Work item -
Every line of the material below that holds the string "Coerce" should be copied.

Listed records -
# # # #
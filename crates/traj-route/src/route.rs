//! `Route`: an ordered, homogeneous sequence of points.

use std::time::Duration;

use traj_core::{
    CoordinatesUnit, GeoReferenceSystem, GeoResult, Point, TimedPoint, Timestamp, get_distance,
};

use crate::{RouteError, RouteResult};

// ── Waypoint ──────────────────────────────────────────────────────────────────

/// One route element: a plain point or a timed point.
#[derive(Copy, Clone, Debug, PartialEq)]
pub enum Waypoint {
    Plain(Point),
    Timed(TimedPoint),
}

impl Waypoint {
    #[inline]
    pub fn point(&self) -> &Point {
        match self {
            Waypoint::Plain(p) => p,
            Waypoint::Timed(t) => t.point(),
        }
    }

    #[inline]
    pub fn point_mut(&mut self) -> &mut Point {
        match self {
            Waypoint::Plain(p) => p,
            Waypoint::Timed(t) => t.point_mut(),
        }
    }

    #[inline]
    pub fn timestamp(&self) -> Option<Timestamp> {
        match self {
            Waypoint::Plain(_) => None,
            Waypoint::Timed(t) => Some(t.timestamp()),
        }
    }

    #[inline]
    pub fn is_timed(&self) -> bool {
        matches!(self, Waypoint::Timed(_))
    }

    /// Apply a fallible point transform, keeping the variant and timestamp.
    pub fn try_map<F>(&self, f: F) -> GeoResult<Waypoint>
    where
        F: FnOnce(&Point) -> GeoResult<Point>,
    {
        Ok(match self {
            Waypoint::Plain(p) => Waypoint::Plain(f(p)?),
            Waypoint::Timed(t) => Waypoint::Timed(t.try_map(f)?),
        })
    }
}

impl From<Point> for Waypoint {
    fn from(p: Point) -> Self {
        Waypoint::Plain(p)
    }
}

impl From<TimedPoint> for Waypoint {
    fn from(t: TimedPoint) -> Self {
        Waypoint::Timed(t)
    }
}

// ── Bounds ────────────────────────────────────────────────────────────────────

/// Coordinate extent `(x_min, x_max, y_min, y_max)` used by
/// [`Route::scale`] / [`Route::inverse_scale`].
#[derive(Copy, Clone, Debug, PartialEq)]
pub struct Bounds {
    pub x_min: f64,
    pub x_max: f64,
    pub y_min: f64,
    pub y_max: f64,
}

impl Bounds {
    pub fn new(x_min: f64, x_max: f64, y_min: f64, y_max: f64) -> Self {
        Self { x_min, x_max, y_min, y_max }
    }

    fn spans(&self) -> RouteResult<(f64, f64)> {
        let dx = self.x_max - self.x_min;
        let dy = self.y_max - self.y_min;
        if dx == 0.0 || dy == 0.0 || !dx.is_finite() || !dy.is_finite() {
            return Err(RouteError::InvalidArgument(format!(
                "scale bounds must span a non-empty range, got {self:?}"
            )));
        }
        Ok((dx, dy))
    }
}

impl From<(f64, f64, f64, f64)> for Bounds {
    fn from((x_min, x_max, y_min, y_max): (f64, f64, f64, f64)) -> Self {
        Self::new(x_min, x_max, y_min, y_max)
    }
}

// ── Route ─────────────────────────────────────────────────────────────────────

/// Ordered sequence of [`Waypoint`]s.
///
/// Invariants, enforced by every constructor and mutator:
///
/// - all elements share one [`GeoReferenceSystem`] and, under latlon, one
///   [`CoordinatesUnit`];
/// - either all elements are timed or none is;
/// - a timed route is sorted ascending by timestamp (stable).
///
/// `Clone` is the deep copy: points are values.
#[derive(Clone, Debug, Default, PartialEq)]
pub struct Route {
    waypoints: Vec<Waypoint>,
}

impl Route {
    /// Empty route.
    pub fn new() -> Self {
        Self::default()
    }

    /// Build a route by appending each element in turn; the first element
    /// fixes the route's tags and later ones are admitted like
    /// [`append`](Self::append).
    pub fn from_waypoints<I, W>(items: I) -> RouteResult<Self>
    where
        I: IntoIterator<Item = W>,
        W: Into<Waypoint>,
    {
        let mut route = Self::new();
        for item in items {
            route.append(item)?;
        }
        Ok(route)
    }

    /// Coerce raw `[x, y]` pairs into latlon points in `unit`.
    pub fn from_coords(coords: &[[f64; 2]], unit: CoordinatesUnit) -> RouteResult<Self> {
        let points = coords
            .iter()
            .map(|&[x, y]| Point::new(x, y, GeoReferenceSystem::LatLon, unit))
            .collect::<GeoResult<Vec<_>>>()?;
        Self::from_waypoints(points)
    }

    /// Zip `points` with `timestamps` into a timed route, sorted by time.
    ///
    /// # Errors
    ///
    /// [`RouteError::InvalidArgument`] if the lengths differ.
    pub fn with_timestamps(points: Vec<Point>, timestamps: Vec<Timestamp>) -> RouteResult<Self> {
        if points.len() != timestamps.len() {
            return Err(RouteError::InvalidArgument(format!(
                "{} points but {} timestamps",
                points.len(),
                timestamps.len()
            )));
        }
        Self::from_waypoints(
            points
                .into_iter()
                .zip(timestamps)
                .map(|(p, t)| TimedPoint::new(p, t)),
        )
    }

    // ── Inspection ────────────────────────────────────────────────────────

    #[inline]
    pub fn len(&self) -> usize {
        self.waypoints.len()
    }

    #[inline]
    pub fn is_empty(&self) -> bool {
        self.waypoints.is_empty()
    }

    /// `true` if the route is non-empty and its elements are timed.
    pub fn has_timestamps(&self) -> bool {
        self.waypoints.first().is_some_and(Waypoint::is_timed)
    }

    pub fn get(&self, index: usize) -> Option<&Point> {
        self.waypoints.get(index).map(Waypoint::point)
    }

    pub fn waypoint(&self, index: usize) -> Option<&Waypoint> {
        self.waypoints.get(index)
    }

    pub fn waypoints(&self) -> &[Waypoint] {
        &self.waypoints
    }

    pub fn iter(&self) -> impl Iterator<Item = &Point> + '_ {
        self.waypoints.iter().map(Waypoint::point)
    }

    /// Timestamps in route order, or `None` for an untimed route.
    pub fn timestamps(&self) -> Option<Vec<Timestamp>> {
        self.waypoints.iter().map(Waypoint::timestamp).collect()
    }

    /// Earliest timestamp of a timed route.
    pub fn start_time(&self) -> Option<Timestamp> {
        self.waypoints.first().and_then(Waypoint::timestamp)
    }

    pub fn geo_reference_system(&self) -> Option<GeoReferenceSystem> {
        self.get(0).map(Point::geo_reference_system)
    }

    pub fn coordinates_unit(&self) -> Option<CoordinatesUnit> {
        self.get(0).map(Point::coordinates_unit)
    }

    // ── Mutation ──────────────────────────────────────────────────────────

    /// Append one element.
    ///
    /// - Reference system differs from the route's: [`RouteError::IncompatibleAppend`].
    /// - Timed route, untimed value: [`RouteError::IncompatibleAppend`].
    /// - Untimed route, timed value: timestamp discarded with a warning.
    /// - Unit differs: value converted to the route's unit with a warning.
    pub fn append(&mut self, value: impl Into<Waypoint>) -> RouteResult<()> {
        let value = admit(self.waypoints.first(), value.into())?;
        self.waypoints.push(value);
        self.resort();
        Ok(())
    }

    /// Coerce a raw coordinate slice (latlon, radians) and append it.
    pub fn append_coords(&mut self, coords: &[f64]) -> RouteResult<()> {
        self.append(Point::try_from(coords)?)
    }

    /// Replace the element at `index`, admitting `value` against the other
    /// elements as [`append`](Self::append) does.
    pub fn set(&mut self, index: usize, value: impl Into<Waypoint>) -> RouteResult<()> {
        self.check_index(index)?;
        let reference = self
            .waypoints
            .iter()
            .enumerate()
            .find(|(i, _)| *i != index)
            .map(|(_, w)| w);
        let value = admit(reference, value.into())?;
        self.waypoints[index] = value;
        self.resort();
        Ok(())
    }

    /// Remove and return the element at `index`.
    pub fn delete_point_at(&mut self, index: usize) -> RouteResult<Waypoint> {
        self.check_index(index)?;
        Ok(self.waypoints.remove(index))
    }

    /// Map every point into `[0, 1]²` relative to `bounds`.
    pub fn scale(&mut self, bounds: impl Into<Bounds>) -> RouteResult<()> {
        let b = bounds.into();
        let (dx, dy) = b.spans()?;
        for w in &mut self.waypoints {
            let p = w.point_mut();
            p.set_x_lon((p.x_lon() - b.x_min) / dx);
            p.set_y_lat((p.y_lat() - b.y_min) / dy);
        }
        Ok(())
    }

    /// Inverse of [`scale`](Self::scale).
    pub fn inverse_scale(&mut self, bounds: impl Into<Bounds>) -> RouteResult<()> {
        let b = bounds.into();
        let (dx, dy) = b.spans()?;
        for w in &mut self.waypoints {
            let p = w.point_mut();
            p.set_x_lon(p.x_lon() * dx + b.x_min);
            p.set_y_lat(p.y_lat() * dy + b.y_min);
        }
        Ok(())
    }

    /// Append `(0, 0)` points until the route has `target_len` elements.
    ///
    /// # Errors
    ///
    /// [`RouteError::UnsupportedOperation`] if the route holds timed points.
    pub fn pad(&mut self, target_len: usize) -> RouteResult<()> {
        if self.has_timestamps() {
            return Err(RouteError::UnsupportedOperation(
                "pad only applies to routes of plain points".into(),
            ));
        }
        let zero = match self.get(0) {
            Some(first) => {
                let mut z = *first;
                z.set_x_lon(0.0);
                z.set_y_lat(0.0);
                z
            }
            None => Point::try_from([0.0, 0.0])?,
        };
        if target_len > self.len() {
            self.waypoints.resize(target_len, Waypoint::Plain(zero));
        }
        Ok(())
    }

    /// Stable sort by timestamp.
    ///
    /// # Errors
    ///
    /// [`RouteError::UnsupportedOperation`] for a non-empty untimed route.
    pub fn sort_by_time(&mut self) -> RouteResult<()> {
        if !self.is_empty() && !self.has_timestamps() {
            return Err(RouteError::UnsupportedOperation(
                "sort_by_time only applies to routes of timed points".into(),
            ));
        }
        self.resort();
        Ok(())
    }

    fn resort(&mut self) {
        if self.has_timestamps() {
            self.waypoints.sort_by_key(Waypoint::timestamp);
        }
    }

    fn check_index(&self, index: usize) -> RouteResult<()> {
        if index >= self.len() {
            return Err(RouteError::IndexOutOfRange { index, len: self.len() });
        }
        Ok(())
    }

    // ── Aggregates ────────────────────────────────────────────────────────

    /// Coordinate-wise mean, tagged like the route; `None` when empty.
    pub fn get_average_point(&self) -> Option<Point> {
        let first = self.get(0)?;
        let n = self.len() as f64;
        let (sx, sy) = self
            .iter()
            .fold((0.0, 0.0), |(sx, sy), p| (sx + p.x_lon(), sy + p.y_lat()));
        let mut mean = *first;
        mean.set_x_lon(sx / n);
        mean.set_y_lat(sy / n);
        Some(mean)
    }

    /// Highest speed in km/h between consecutive points, assuming `interval`
    /// between every pair.  Distances come from [`get_distance`], so latlon
    /// routes give metres.
    pub fn max_speed(&self, interval: Duration) -> RouteResult<f64> {
        let secs = interval.as_secs_f64();
        if secs <= 0.0 {
            return Err(RouteError::InvalidArgument(
                "interval between route points must be positive".into(),
            ));
        }
        let mut max_kmh: f64 = 0.0;
        for pair in self.waypoints.windows(2) {
            let metres = get_distance(pair[0].point(), pair[1].point())?;
            max_kmh = max_kmh.max(metres / secs * 3600.0 / 1000.0);
        }
        Ok(max_kmh)
    }

    /// Extent of all points across `routes`; `None` if they are all empty.
    pub fn location_bounds<'a>(routes: impl IntoIterator<Item = &'a Route>) -> Option<Bounds> {
        routes
            .into_iter()
            .flat_map(Route::iter)
            .fold(None, |acc: Option<Bounds>, p| {
                let (x, y) = (p.x_lon(), p.y_lat());
                Some(match acc {
                    None => Bounds::new(x, x, y, y),
                    Some(b) => Bounds::new(b.x_min.min(x), b.x_max.max(x), b.y_min.min(y), b.y_max.max(y)),
                })
            })
    }

    // ── Conversions ───────────────────────────────────────────────────────

    pub fn to_degrees(&self) -> RouteResult<Route> {
        let mut r = self.clone();
        r.to_degrees_in_place()?;
        Ok(r)
    }

    pub fn to_degrees_in_place(&mut self) -> RouteResult<()> {
        self.convert_unit(CoordinatesUnit::Degrees)
    }

    pub fn to_radians(&self) -> RouteResult<Route> {
        let mut r = self.clone();
        r.to_radians_in_place()?;
        Ok(r)
    }

    pub fn to_radians_in_place(&mut self) -> RouteResult<()> {
        self.convert_unit(CoordinatesUnit::Radians)
    }

    /// Copy in `unit` without the already-there warning.
    pub fn in_unit(&self, unit: CoordinatesUnit) -> RouteResult<Route> {
        let mut r = self.clone();
        r.map_points(|p| p.in_unit(unit))?;
        Ok(r)
    }

    pub fn to_cartesian(&self) -> RouteResult<Route> {
        let mut r = self.clone();
        r.to_cartesian_in_place()?;
        Ok(r)
    }

    pub fn to_cartesian_in_place(&mut self) -> RouteResult<()> {
        if self.geo_reference_system() == Some(GeoReferenceSystem::Cartesian) {
            log::warn!("route projection: geo reference system is already cartesian");
            return Ok(());
        }
        self.map_points(Point::to_cartesian)
    }

    pub fn to_latlon(&self) -> RouteResult<Route> {
        let mut r = self.clone();
        r.to_latlon_in_place()?;
        Ok(r)
    }

    pub fn to_latlon_in_place(&mut self) -> RouteResult<()> {
        if self.geo_reference_system() == Some(GeoReferenceSystem::LatLon) {
            log::warn!("route projection: geo reference system is already latlon");
            return Ok(());
        }
        self.map_points(Point::to_latlon)
    }

    fn convert_unit(&mut self, unit: CoordinatesUnit) -> RouteResult<()> {
        if self.geo_reference_system() == Some(GeoReferenceSystem::LatLon)
            && self.coordinates_unit() == Some(unit)
        {
            log::warn!("route unit conversion: coordinates unit is already {unit}");
            return Ok(());
        }
        self.map_points(|p| p.in_unit(unit))
    }

    /// All-or-nothing point transform: on error the route is unchanged.
    fn map_points<F>(&mut self, f: F) -> RouteResult<()>
    where
        F: Fn(&Point) -> GeoResult<Point>,
    {
        let mapped = self
            .waypoints
            .iter()
            .map(|w| w.try_map(&f))
            .collect::<GeoResult<Vec<_>>>()?;
        self.waypoints = mapped;
        Ok(())
    }
}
# # # #
Exercise response -
    /// Coerce raw `[x, y]` pairs into latlon points in `unit`.
    /// Coerce a raw coordinate slice (latlon, radians) and append it.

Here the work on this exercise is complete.